Interestingly, the proportion of eclampsia was greater than the proportion of severe preeclampsia. Although time to referral and delay in hospitalization were not measured, it is very likely that those parameters would have been identified as risk factors for developing eclampsia. About one-half of the patients admitted to the hospital for eclampsia had antepartum preeclampsia, similar to what has been reported in other studies carried out in Nigeria.10–13 While it is clear that good antenatal care will reduce the incidence of eclampsia, it has been reported that less than 20% of eclamptic cases were preventable, in studies performed in the USA14 and in Sweden.15
Usage of traditional herbal treatments before or during the pregnancy was not found to be associated with developing severe preeclampsia/eclampsia.
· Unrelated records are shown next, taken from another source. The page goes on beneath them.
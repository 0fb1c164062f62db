//! Core intermediate representation, inference and diagnostics for the
//! Plasma compiler.
//!
//! This crate owns the typed core IR (`Core`), the passes that annotate it
//! (arity inference, type inference) and the shared unification engine
//! they both run on. It has no notion of source text, parsing or
//! pretty-printing; it consumes and produces the IR directly.

pub mod callgraph;
pub mod core;
pub mod decl;
pub mod diagnostics;
pub mod expr;
pub mod func;
pub mod ids;
pub mod infer;
pub mod interner;
pub mod pipeline;
pub mod qname;
pub mod solve;
pub mod span;
pub mod ty;
pub mod vars;

pub use core::Core;
pub use diagnostics::{Diagnostic, DiagnosticKind, ErrorCord};
pub use interner::{Interner, Symbol};
pub use pipeline::run_core_passes;
pub use span::Span;
//! Bytecode procedures: a signature plus (for locally-defined procedures)
//! a block-structured body.

use serde::{Deserialize, Serialize};

use crate::instr::Instruction;
use crate::width::Width;

/// A procedure's stack signature: the widths it expects to find on the
/// stack before it runs, and the widths it leaves behind when it returns.
#[derive(Clone, PartialEq, Eq, Debug, Serialize, Deserialize)]
pub struct PzpSignature {
    pub before: Vec<Width>,
    pub after: Vec<Width>,
}

/// A straight-line sequence of instructions. Control only ever leaves a
/// block via its last instruction (`Jmp`, `CJmpTag`, `CJmpEq` or `Ret`).
pub type Block = Vec<Instruction>;

#[derive(Clone, PartialEq, Debug, Serialize, Deserialize)]
pub struct PzProc {
    pub signature: PzpSignature,
    /// `None` for a procedure declared but not defined in this program
    /// (mirrors `Function::body` being absent for an imported function).
    pub blocks: Option<Vec<Block>>,
}

impl PzProc {
    pub fn is_imported(&self) -> bool {
        self.blocks.is_none()
    }
}
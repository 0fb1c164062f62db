//! A post-codegen sanity check: simulate each procedure's stack height
//! block by block and confirm it is self-consistent.
//!
//! This is not part of the bytecode format and is never invoked by the
//! compiler driver automatically — it exists so tests (and, if this
//! crate grows a `--verify` CLI flag someday) can catch a code generator
//! bug before it reaches the VM.

use std::collections::HashMap;

use plasma_bytecode::{BlockId, CallTarget, Instruction, Pz, PzProc};

/// Why a procedure's bytecode failed verification.
#[derive(Clone, PartialEq, Eq, Debug, thiserror::Error)]
pub enum VerifyError {
    #[error("block {0:?} ends without a Jmp or Ret terminator")]
    MissingTerminator(BlockId),
    #[error("block {0:?} is reached with height {1} after having been reached with height {2}")]
    InconsistentHeight(BlockId, u32, u32),
    #[error("Ret reached with height {actual}, expected {expected}")]
    WrongReturnHeight { actual: u32, expected: u32 },
    #[error("call target {0:?} does not name a known procedure in this program")]
    UnknownCallee(CallTarget),
    #[error("block index {0} referenced but not present in this procedure")]
    MissingBlock(u32),
}

/// Per-instruction net effect on stack height. `Call`/`TailCall` are
/// handled separately since their effect depends on the callee.
fn instruction_height_delta(instr: &Instruction) -> Option<i64> {
    match instr {
        Instruction::Pick(_)
        | Instruction::LoadImmediate(..)
        | Instruction::Load(_)
        | Instruction::Alloc(_)
        | Instruction::LoadField { .. }
        | Instruction::BreakTag
        | Instruction::BreakShiftTag => Some(1),
        Instruction::Drop(_) | Instruction::StoreField { .. } | Instruction::BinOp(..) => Some(-1),
        Instruction::UnOp(..) | Instruction::MakeTag(_) | Instruction::ShiftMakeTag(_) | Instruction::UnshiftValue => {
            Some(0)
        }
        Instruction::CJmpTag { .. } | Instruction::CJmpEq { .. } => Some(0),
        Instruction::Jmp(_) | Instruction::Ret => Some(0),
        Instruction::Call(_) | Instruction::TailCall(_) => None,
    }
}

fn call_height_delta(pz: &Pz, target: &CallTarget) -> Result<i64, VerifyError> {
    match target {
        CallTarget::Proc(id) => {
            let callee = pz.proc(*id).ok_or(VerifyError::UnknownCallee(*target))?;
            Ok(callee.signature.after.len() as i64 - callee.signature.before.len() as i64)
        }
        // `Pz`'s `ImportName` carries no stack-effect signature, only a
        // `QName` — a call through a runtime import is trusted, not
        // statically verified.
        CallTarget::Import(_) => Ok(0),
    }
}

/// Simulate `proc`'s block graph, confirming every block reaches a
/// consistent height at every jump target and that `Ret` only fires at
/// the declared return height.
pub fn simulate_stack_effects(pz: &Pz, proc: &PzProc) -> Result<(), VerifyError> {
    let Some(blocks) = &proc.blocks else { return Ok(()) };
    let expected_return_height = proc.signature.after.len() as u32;

    let mut seen: HashMap<u32, u32> = HashMap::new();
    let mut worklist = vec![(0u32, proc.signature.before.len() as u32)];
    seen.insert(0, proc.signature.before.len() as u32);

    while let Some((block_idx, mut height)) = worklist.pop() {
        let block = blocks
            .get(block_idx as usize)
            .ok_or(VerifyError::MissingBlock(block_idx))?;

        let mut terminated = false;
        for instr in block {
            if terminated {
                break;
            }
            match instr {
                Instruction::Call(target) | Instruction::TailCall(target) => {
                    let delta = call_height_delta(pz, target)?;
                    height = (height as i64 + delta) as u32;
                }
                Instruction::CJmpTag { target, .. } | Instruction::CJmpEq { target, .. } => {
                    note_height(&mut seen, &mut worklist, *target, height)?;
                }
                Instruction::Jmp(target) => {
                    note_height(&mut seen, &mut worklist, *target, height)?;
                    terminated = true;
                }
                Instruction::Ret => {
                    if height != expected_return_height {
                        return Err(VerifyError::WrongReturnHeight { actual: height, expected: expected_return_height });
                    }
                    terminated = true;
                }
                other => {
                    let delta = instruction_height_delta(other)
                        .expect("Call/TailCall/CJmpTag/CJmpEq/Jmp/Ret handled above");
                    height = (height as i64 + delta) as u32;
                }
            }
        }

        if !terminated {
            return Err(VerifyError::MissingTerminator(BlockId(block_idx)));
        }
    }

    Ok(())
}

fn note_height(
    seen: &mut HashMap<u32, u32>,
    worklist: &mut Vec<(u32, u32)>,
    target: BlockId,
    height: u32,
) -> Result<(), VerifyError> {
    match seen.get(&target.0) {
        Some(&expected) if expected != height => {
            return Err(VerifyError::InconsistentHeight(target, height, expected));
        }
        Some(_) => {}
        None => {
            seen.insert(target.0, height);
            worklist.push((target.0, height));
        }
    }
    Ok(())
}

/// Verify every non-imported procedure in `pz`.
pub fn verify_program(pz: &Pz) -> Result<(), VerifyError> {
    for (_, proc) in pz.procs() {
        if proc.is_imported() {
            continue;
        }
        simulate_stack_effects(pz, proc)?;
    }
    Ok(())
}
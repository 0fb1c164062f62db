//! Types in the core IR.

use serde::{Deserialize, Serialize};

use crate::ids::TypeId;
use crate::interner::Symbol;

/// A built-in type, not backed by any user `TypeId`.
#[derive(Clone, Copy, PartialEq, Eq, Hash, Debug, Serialize, Deserialize)]
pub enum Builtin {
    Int,
    String,
    Codepoint,
}

/// A free type variable, scoped to the declaration that introduces it.
///
/// Carries the variable's source-level name (e.g. `t` in `id(x: t) -> t`)
/// for error messages; two `TVar`s are equal iff their names are equal
/// within the same declaration's scope.
#[derive(Clone, Copy, PartialEq, Eq, Hash, Debug, Serialize, Deserialize)]
pub struct TVar(pub Symbol);

/// A type as written in a signature or constructor field.
#[derive(Clone, PartialEq, Eq, Hash, Debug, Serialize, Deserialize)]
pub enum Type {
    Builtin(Builtin),
    /// Reference to a user-declared type, applied to type arguments.
    /// `args.len()` must equal the referenced type's declared arity.
    Ref(TypeId, Vec<Type>),
    /// A free type variable.
    Var(TVar),
}

impl Type {
    pub fn int() -> Self {
        Type::Builtin(Builtin::Int)
    }

    pub fn string() -> Self {
        Type::Builtin(Builtin::String)
    }

    pub fn codepoint() -> Self {
        Type::Builtin(Builtin::Codepoint)
    }

    /// Type variables occurring anywhere within this type, in first-occurrence order.
    pub fn free_vars(&self) -> Vec<TVar> {
        let mut found = Vec::new();
        self.collect_free_vars(&mut found);
        found
    }

    fn collect_free_vars(&self, out: &mut Vec<TVar>) {
        match self {
            Type::Builtin(_) => {}
            Type::Var(v) => {
                if !out.contains(v) {
                    out.push(*v);
                }
            }
            Type::Ref(_, args) => {
                for arg in args {
                    arg.collect_free_vars(out);
                }
            }
        }
    }
}
// ==========================================
// 活动资源分配引擎 - 活动事件上报
// ==========================================
// 职责: 定义短缺/执行状态监听 trait 与上报路由
// 说明: 市场资源的短缺上报到市场监听者（若已配置），其余上报本地
// ==========================================

use crate::domain::request::{CompanionModelDetails, ResourceRequest};
use crate::domain::types::ActivityStatus;
use serde::{Deserialize, Serialize};
use std::sync::{Arc, Mutex};

// ==========================================
// 事件定义
// ==========================================

/// 资源短缺事件
#[derive(Debug, Clone, PartialEq, Serialize, Deserialize)]
pub struct ShortfallEvent {
    /// 上报活动（含父路径）
    pub activity: String,
    /// 资源名称
    pub resource: String,
    pub category: String,
    pub required: f64,
    pub available: f64,
    /// 产生请求的伴生组件
    pub companion: Option<CompanionModelDetails>,
    /// 资源是否属于市场
    pub market: bool,
}

impl ShortfallEvent {
    pub fn from_request(activity: &str, request: &ResourceRequest, market: bool) -> Self {
        Self {
            activity: activity.to_string(),
            resource: request
                .resource_type
                .as_ref()
                .map(|k| k.to_string())
                .unwrap_or_default(),
            category: request.category.clone(),
            required: request.required,
            available: request.available,
            companion: request.companion_model_details.clone(),
            market,
        }
    }
}

/// 活动执行事件
#[derive(Debug, Clone, PartialEq, Serialize, Deserialize)]
pub struct ActivityPerformedEvent {
    pub name: String,
    pub status: ActivityStatus,
    pub id: String,
}

// ==========================================
// 监听 Trait
// ==========================================

/// 短缺监听者
pub trait ShortfallListener: Send + Sync {
    fn report_shortfall(&self, event: &ShortfallEvent);
}

/// 执行状态监听者
pub trait PerformedListener: Send + Sync {
    fn report_performed(&self, event: &ActivityPerformedEvent);
}

/// 空操作监听者
#[derive(Debug, Clone, Default)]
pub struct NoOpListener;

impl ShortfallListener for NoOpListener {
    fn report_shortfall(&self, event: &ShortfallEvent) {
        tracing::debug!(
            "NoOpListener: 跳过短缺上报 - activity={}, resource={}, required={}, available={}",
            event.activity,
            event.resource,
            event.required,
            event.available
        );
    }
}

impl PerformedListener for NoOpListener {
    fn report_performed(&self, event: &ActivityPerformedEvent) {
        tracing::debug!(
            "NoOpListener: 跳过执行上报 - name={}, status={}",
            event.name,
            event.status
        );
    }
}

/// 记录型监听者（运行汇总与测试使用）
#[derive(Debug, Default)]
pub struct RecordingListener {
    shortfalls: Mutex<Vec<ShortfallEvent>>,
    performed: Mutex<Vec<ActivityPerformedEvent>>,
}

impl RecordingListener {
    pub fn new() -> Self {
        Self::default()
    }

    pub fn shortfalls(&self) -> Vec<ShortfallEvent> {
        self.shortfalls.lock().map(|g| g.clone()).unwrap_or_default()
    }

    pub fn performed(&self) -> Vec<ActivityPerformedEvent> {
        self.performed.lock().map(|g| g.clone()).unwrap_or_default()
    }

    /// 取出并清空已记录事件
    pub fn drain(&self) -> (Vec<ShortfallEvent>, Vec<ActivityPerformedEvent>) {
        let shortfalls = self
            .shortfalls
            .lock()
            .map(|mut g| std::mem::take(&mut *g))
            .unwrap_or_default();
        let performed = self
            .performed
            .lock()
            .map(|mut g| std::mem::take(&mut *g))
            .unwrap_or_default();
        (shortfalls, performed)
    }
}

impl ShortfallListener for RecordingListener {
    fn report_shortfall(&self, event: &ShortfallEvent) {
        if let Ok(mut guard) = self.shortfalls.lock() {
            guard.push(event.clone());
        }
    }
}

impl PerformedListener for RecordingListener {
    fn report_performed(&self, event: &ActivityPerformedEvent) {
        if let Ok(mut guard) = self.performed.lock() {
            guard.push(event.clone());
        }
    }
}

// ==========================================
// ActivityReporter - 上报路由
// ==========================================
#[derive(Clone)]
pub struct ActivityReporter {
    local: Arc<dyn ShortfallListener>,
    market: Option<Arc<dyn ShortfallListener>>,
    performed: Arc<dyn PerformedListener>,
}

impl ActivityReporter {
    pub fn new(local: Arc<dyn ShortfallListener>, performed: Arc<dyn PerformedListener>) -> Self {
        Self {
            local,
            market: None,
            performed,
        }
    }

    /// 同一个记录型监听者同时接收短缺与执行事件
    pub fn recording(listener: Arc<RecordingListener>) -> Self {
        Self::new(listener.clone(), listener)
    }

    pub fn with_market(mut self, market: Arc<dyn ShortfallListener>) -> Self {
        self.market = Some(market);
        self
    }

    /// 上报短缺
    pub fn report_shortfall(&self, event: &ShortfallEvent) {
        match (&self.market, event.market) {
            (Some(market), true) => market.report_shortfall(event),
            _ => self.local.report_shortfall(event),
        }
    }

    pub fn report_performed(&self, event: &ActivityPerformedEvent) {
        self.performed.report_performed(event);
    }
}

impl Default for ActivityReporter {
    fn default() -> Self {
        Self::new(Arc::new(NoOpListener), Arc::new(NoOpListener))
    }
}
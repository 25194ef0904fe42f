// ==========================================
// 活动资源分配引擎 - 资源转换
// ==========================================
// 职责: 短缺时尝试以其他资源换取目标资源
// 两轮:
// - Query: 只判断能否转换（仅本地资源），写入 transmutation_possible
// - Apply: 实际转换，可动用市场资源，扣减来源并补充目标
// ==========================================

use crate::domain::request::ResourceRequest;
use crate::domain::resource::ResourcePool;
use crate::engine::math::is_positive;
use serde::{Deserialize, Serialize};
use tracing::{debug, info};

/// 转换轮次
#[derive(Debug, Clone, Copy, PartialEq, Eq)]
pub enum TransmutationPass {
    Query,
    Apply,
}

// ==========================================
// Trait: TransmutationProvider
// ==========================================
pub trait TransmutationProvider {
    /// 尝试覆盖短缺
    ///
    /// # 参数
    /// - `shortfalls`: 处于短缺的请求
    /// - `resources`: 资源池（Query 轮不得修改）
    /// - `pass`: 转换轮次
    fn transmute_shortfall(
        &self,
        shortfalls: &mut [&mut ResourceRequest],
        resources: &mut dyn ResourcePool,
        pass: TransmutationPass,
    );
}

/// 不提供任何转换
#[derive(Debug, Clone, Default)]
pub struct NoTransmutation;

impl TransmutationProvider for NoTransmutation {
    fn transmute_shortfall(
        &self,
        shortfalls: &mut [&mut ResourceRequest],
        _resources: &mut dyn ResourcePool,
        _pass: TransmutationPass,
    ) {
        for request in shortfalls.iter_mut() {
            request.transmutation_possible = false;
        }
    }
}

// ==========================================
// TransmutationRules - 按规则转换库存
// ==========================================

/// 单条转换规则: 1 单位 target 需要 source_per_unit 单位 source
#[derive(Debug, Clone, PartialEq, Serialize, Deserialize)]
pub struct TransmutationRule {
    pub target: String,
    pub source: String,
    pub source_per_unit: f64,
}

#[derive(Debug, Clone, Default, Serialize, Deserialize)]
pub struct TransmutationRules {
    #[serde(default)]
    pub rules: Vec<TransmutationRule>,
}

impl TransmutationRules {
    pub fn new(rules: Vec<TransmutationRule>) -> Self {
        Self { rules }
    }

    /// 选出第一条来源足够的规则
    fn find_rule(
        &self,
        target: &str,
        shortfall: f64,
        resources: &dyn ResourcePool,
        allow_market: bool,
    ) -> Option<&TransmutationRule> {
        self.rules.iter().filter(|r| r.target == target).find(|rule| {
            resources
                .find_stock(&rule.source)
                .map(|source| {
                    (allow_market || !source.market)
                        && source.amount >= shortfall * rule.source_per_unit
                })
                .unwrap_or(false)
        })
    }
}

impl TransmutationProvider for TransmutationRules {
    fn transmute_shortfall(
        &self,
        shortfalls: &mut [&mut ResourceRequest],
        resources: &mut dyn ResourcePool,
        pass: TransmutationPass,
    ) {
        for request in shortfalls.iter_mut() {
            request.transmutation_possible = false;
            if !request.allow_transmutation {
                continue;
            }
            let Some(target) = request.stock_name().map(str::to_string) else {
                continue;
            };
            let shortfall = request.shortfall();
            if !is_positive(shortfall) {
                continue;
            }

            let allow_market = pass == TransmutationPass::Apply;
            let Some(rule) = self.find_rule(&target, shortfall, &*resources, allow_market) else {
                debug!(target = %target, shortfall, "无可用转换规则");
                continue;
            };
            request.transmutation_possible = true;

            if pass == TransmutationPass::Apply {
                let cost = shortfall * rule.source_per_unit;
                if let Some(source) = resources.find_stock_mut(&rule.source) {
                    source.amount -= cost;
                }
                if let Some(stock) = resources.find_stock_mut(&target) {
                    stock.add(shortfall);
                }
                info!(
                    target = %target,
                    source = %rule.source,
                    quantity = shortfall,
                    cost,
                    "资源转换完成"
                );
            }
        }
    }
}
Herbal drug preparations were found to be very popular among the women included in this study, as is usually the case in other parts of Nigeria.5–7 Although the reasons for use were not formally recorded, reduction of nausea and vomiting associated with early pregnancy was repeatedly mentioned. Additionally, cure of specific symptoms, such as abdominal pain, jaundice, or edema were noted. Although these herbal drugs are readily available and cheap, there is a lack of specific dose and lack of information about their side effects and their safety during pregnancy. Without pharmacological data, we cannot exclude toxicity from the traditional medicines used in the study population. Hence, our reassuring finding regarding the absence of association between eclampsia and traditional treatments needs to be confirmed. It is also possible that use of traditional medicines, which increases the delay before consulting a health center, is simply a marker for harmful behavior.
Limitations
This study has several limitations. First, the hospital-based approach includes only women attending the hospital; as many women and neonates die in rural Africa without presenting to a health structure, community-based studies are a better instrument for exploring mortality rates. Second, the use of traditional medicine might be associated with a more severe disease, and the (pre)eclampsia may only be the outcome of evaluating a certain group of patients. Matched pairs of women of the same age and diagnosis would provide a better study design to answer this question. Third, we did not investigate in detail the practice of herbal therapy in the study population. Once again, a community-based study would better assess traditional practices involving practitioners and herbalists. Finally, the study period was not long enough to record any seasonal trend in hypertensive disorders.
Conclusion
The rate of severe pregnancy-related hypertensive disorders in the Jahun maternity ward is very high and consistent with the findings of other studies in Northern Nigeria. The proportion of eclampsia was higher than the proportion of preeclampsia, suggesting that reducing delay of presentation might be highly beneficial. No specific risk factors for severe preeclampsia and eclampsia were identified other than the usual indicators for those disorders; a community-based study would allow us to better detail the practice of herbal therapy in this population. Perinatal death rate remains high in preeclamptic/eclamptic women.
Acknowledgments
We greatly acknowledge the Médecins Sans Frontières staff and all the dedicated Nigerian field workers and translators who assisted with this project.
Footnotes
Disclosure
The authors declare that they have no conflicts of interest in this work.